====== Data records ======

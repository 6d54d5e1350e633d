//! In-memory gateway
//!
//! [`MemoryGateway`] keeps subscriptions, plans and credit cards in process
//! and answers [`Gateway`] calls the way the remote service does, including
//! its validation errors. Every served call is recorded as an [`Endpoint`]
//! so callers can assert which requests were (or were not) issued. It can
//! also be told to fail the next call with a transport error.

use crate::{
    config::GatewayConfig,
    error::{Error, Result},
    gateway::{Endpoint, Gateway},
    types::{
        CreditCard, Plan, RemoteSubscription, RemoteValidationError, SubscriptionParams,
        SubscriptionStatus,
    },
};
use chrono::Utc;
use std::collections::HashMap;
use std::sync::{Mutex, MutexGuard};
use tracing::debug;

#[derive(Debug, Default)]
struct Store {
    subscriptions: HashMap<String, RemoteSubscription>,
    plans: Vec<Plan>,
    credit_cards: HashMap<String, CreditCard>,
    requests: Vec<Endpoint>,
    next_id: u64,
    fail_next: bool,
}

impl Store {
    fn next_id(&mut self, prefix: &str) -> String {
        self.next_id = self.next_id.saturating_add(1);
        format!("{prefix}{:06}", self.next_id)
    }
}

/// Gateway double backed by in-process maps
#[derive(Debug)]
pub struct MemoryGateway {
    config: GatewayConfig,
    store: Mutex<Store>,
}

impl MemoryGateway {
    #[must_use]
    pub fn new(config: GatewayConfig) -> Self {
        Self {
            config,
            store: Mutex::new(Store::default()),
        }
    }

    #[must_use]
    pub const fn config(&self) -> &GatewayConfig {
        &self.config
    }

    fn store(&self) -> Result<MutexGuard<'_, Store>> {
        self.store
            .lock()
            .map_err(|_| Error::from("memory gateway store poisoned"))
    }

    /// Record an endpoint call and honor a pending failure
    fn serve(&self, endpoint: Endpoint) -> Result<MutexGuard<'_, Store>> {
        let mut store = self.store()?;
        debug!(
            service = "subscription-gateway",
            component = "memory_gateway",
            method = %endpoint.method(),
            url = %endpoint.url(&self.config),
            "Serving gateway request"
        );
        store.requests.push(endpoint);
        if store.fail_next {
            store.fail_next = false;
            return Err(Error::Remote("Mock configured to fail".to_string()));
        }
        Ok(store)
    }

    /// Seed a subscription as if it already existed remotely
    pub fn insert_subscription(&self, subscription: RemoteSubscription) -> Result<()> {
        self.store()?
            .subscriptions
            .insert(subscription.id.clone(), subscription);
        Ok(())
    }

    pub fn insert_plan(&self, plan: Plan) -> Result<()> {
        let mut store = self.store()?;
        store.plans.retain(|existing| existing.id != plan.id);
        store.plans.push(plan);
        Ok(())
    }

    pub fn insert_credit_card(&self, card: CreditCard) -> Result<()> {
        self.store()?.credit_cards.insert(card.token.clone(), card);
        Ok(())
    }

    /// Stored copy of a subscription, without recording a request
    pub fn subscription(&self, id: &str) -> Result<Option<RemoteSubscription>> {
        Ok(self.store()?.subscriptions.get(id).cloned())
    }

    pub fn subscription_count(&self) -> Result<usize> {
        Ok(self.store()?.subscriptions.len())
    }

    /// Endpoints served so far, oldest first
    pub fn requests(&self) -> Result<Vec<Endpoint>> {
        Ok(self.store()?.requests.clone())
    }

    /// Merchant-scoped paths of the endpoints served so far
    pub fn request_paths(&self) -> Result<Vec<String>> {
        Ok(self
            .store()?
            .requests
            .iter()
            .map(|endpoint| format!("{} {}", endpoint.method(), endpoint.merchant_path(&self.config)))
            .collect())
    }

    pub fn clear_requests(&self) -> Result<()> {
        self.store()?.requests.clear();
        Ok(())
    }

    /// Configures whether the next call should fail with a transport error
    pub fn set_fail_next(&self, fail: bool) -> Result<()> {
        self.store()?.fail_next = fail;
        Ok(())
    }
}

impl Default for MemoryGateway {
    fn default() -> Self {
        Self::new(GatewayConfig::default())
    }
}

fn remote_error(attribute: &str, code: &str, message: &str) -> Error {
    Error::RemoteValidation(vec![RemoteValidationError {
        attribute: attribute.to_string(),
        code: code.to_string(),
        message: message.to_string(),
    }])
}

fn check_payment_method(store: &Store, token: &str) -> Result<()> {
    if store.credit_cards.contains_key(token) {
        Ok(())
    } else {
        Err(remote_error(
            "payment_method_token",
            "91903",
            "Payment method token is invalid.",
        ))
    }
}

fn find_plan<'a>(store: &'a Store, plan_id: &str) -> Result<&'a Plan> {
    store
        .plans
        .iter()
        .find(|plan| plan.id == plan_id)
        .ok_or_else(|| remote_error("plan_id", "91904", "Plan ID is invalid."))
}

impl Gateway for MemoryGateway {
    fn find_subscription(&self, id: &str) -> Result<RemoteSubscription> {
        let store = self.serve(Endpoint::FindSubscription { id: id.to_string() })?;
        store
            .subscriptions
            .get(id)
            .cloned()
            .ok_or_else(|| Error::NotFound(format!("subscription with id {id}")))
    }

    fn create_subscription(&self, params: &SubscriptionParams) -> Result<RemoteSubscription> {
        let mut store = self.serve(Endpoint::CreateSubscription)?;

        let plan_id = params.plan_id.as_deref().unwrap_or_default();
        let plan = find_plan(&store, plan_id)?.clone();
        let token = params.payment_method_token.as_deref().unwrap_or_default();
        check_payment_method(&store, token)?;

        let id = match &params.id {
            Some(id) if store.subscriptions.contains_key(id) => {
                return Err(remote_error("id", "81906", "ID has already been taken."));
            }
            Some(id) => id.clone(),
            None => store.next_id("sub_"),
        };

        let today = Utc::now().date_naive();
        let first_billing_date = params.first_billing_date.unwrap_or(today);
        let number_of_billing_cycles = params
            .number_of_billing_cycles
            .or(plan.number_of_billing_cycles);

        let subscription = RemoteSubscription {
            id: id.clone(),
            plan_id: plan.id,
            payment_method_token: token.to_string(),
            merchant_account_id: params.merchant_account_id.clone(),
            price: params.price.clone().unwrap_or(plan.price),
            status: if first_billing_date > today {
                SubscriptionStatus::Pending
            } else {
                SubscriptionStatus::Active
            },
            billing_day_of_month: params.billing_day_of_month.or(plan.billing_day_of_month),
            number_of_billing_cycles,
            trial_period: params.trial_period.unwrap_or(plan.trial_period),
            trial_duration: params.trial_duration.or(plan.trial_duration),
            trial_duration_unit: params.trial_duration_unit.or(plan.trial_duration_unit),
            first_billing_date: Some(first_billing_date),
            never_expires: params
                .never_expires
                .unwrap_or(number_of_billing_cycles.is_none()),
            add_ons: plan.add_ons,
            discounts: plan.discounts,
            ..RemoteSubscription::default()
        };

        store.subscriptions.insert(id, subscription.clone());
        Ok(subscription)
    }

    fn update_subscription(
        &self,
        id: &str,
        params: &SubscriptionParams,
    ) -> Result<RemoteSubscription> {
        let mut store = self.serve(Endpoint::UpdateSubscription { id: id.to_string() })?;

        let current = store
            .subscriptions
            .get(id)
            .cloned()
            .ok_or_else(|| Error::NotFound(format!("subscription with id {id}")))?;
        if current.status == SubscriptionStatus::Canceled {
            return Err(remote_error(
                "base",
                "81901",
                "Cannot edit a canceled subscription.",
            ));
        }
        if let Some(plan_id) = &params.plan_id {
            find_plan(&store, plan_id)?;
        }
        if let Some(token) = &params.payment_method_token {
            check_payment_method(&store, token)?;
        }
        let new_id = params.id.clone().unwrap_or_else(|| id.to_string());
        if new_id != id && store.subscriptions.contains_key(&new_id) {
            return Err(remote_error("id", "81906", "ID has already been taken."));
        }

        let mut updated = current;
        updated.id.clone_from(&new_id);
        if let Some(plan_id) = &params.plan_id {
            updated.plan_id.clone_from(plan_id);
        }
        if let Some(token) = &params.payment_method_token {
            updated.payment_method_token.clone_from(token);
        }
        if params.merchant_account_id.is_some() {
            updated.merchant_account_id.clone_from(&params.merchant_account_id);
        }
        if let Some(price) = &params.price {
            updated.price.clone_from(price);
        }
        if params.number_of_billing_cycles.is_some() {
            updated.number_of_billing_cycles = params.number_of_billing_cycles;
        }
        if params.never_expires == Some(true) && params.number_of_billing_cycles.is_none() {
            updated.number_of_billing_cycles = None;
        }
        updated.never_expires = updated.number_of_billing_cycles.is_none();

        store.subscriptions.remove(id);
        store.subscriptions.insert(new_id, updated.clone());
        Ok(updated)
    }

    fn cancel_subscription(&self, id: &str) -> Result<RemoteSubscription> {
        let mut store = self.serve(Endpoint::CancelSubscription { id: id.to_string() })?;

        let subscription = store
            .subscriptions
            .get_mut(id)
            .ok_or_else(|| Error::NotFound(format!("subscription with id {id}")))?;
        if subscription.status == SubscriptionStatus::Canceled {
            return Err(remote_error(
                "status",
                "81905",
                "Subscription has already been canceled.",
            ));
        }
        subscription.status = SubscriptionStatus::Canceled;
        Ok(subscription.clone())
    }

    fn list_plans(&self) -> Result<Vec<Plan>> {
        let store = self.serve(Endpoint::ListPlans)?;
        Ok(store.plans.clone())
    }

    fn find_credit_card(&self, token: &str) -> Result<CreditCard> {
        let store = self.serve(Endpoint::FindCreditCard {
            token: token.to_string(),
        })?;
        store
            .credit_cards
            .get(token)
            .cloned()
            .ok_or_else(|| Error::NotFound(format!("payment method with token {token}")))
    }
}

======

**Work instructions:** Word for word, restate the data above from its first line down to and including the line with "service does, including".

**Your solution:**
repository 6d54d5e1350e633d
//! In-memory gateway
//!
//! [`MemoryGateway`] keeps subscriptions, plans and credit cards in process
//! and answers [`Gateway`] calls the way the remote service does, including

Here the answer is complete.